Beginning with the line that contains "Unix epoch milliseconds.", copy each remaining line of the data below exactly.

++++ Source records

//! Wall-clock helpers. Time is consulted only for timestamps, freshness
//! windows, and rotation schedules — never for ordering decisions.

/// Forward clock-skew tolerance for content timestamps and document
/// creation times: 5 minutes.
pub const FUTURE_TOLERANCE_MS: i64 = 5 * 60 * 1000;

/// A signed prekey is due for rotation after 7 days.
pub const SIGNED_PREKEY_ROTATION_MS: i64 = 7 * 24 * 60 * 60 * 1000;

/// Current time as Unix epoch milliseconds.
pub fn now_ms() -> i64 {
    chrono::Utc::now().timestamp_millis()
}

++++++++

**Written response**.
/// Current time as Unix epoch milliseconds.
pub fn now_ms() -> i64 {
    chrono::Utc::now().timestamp_millis()
}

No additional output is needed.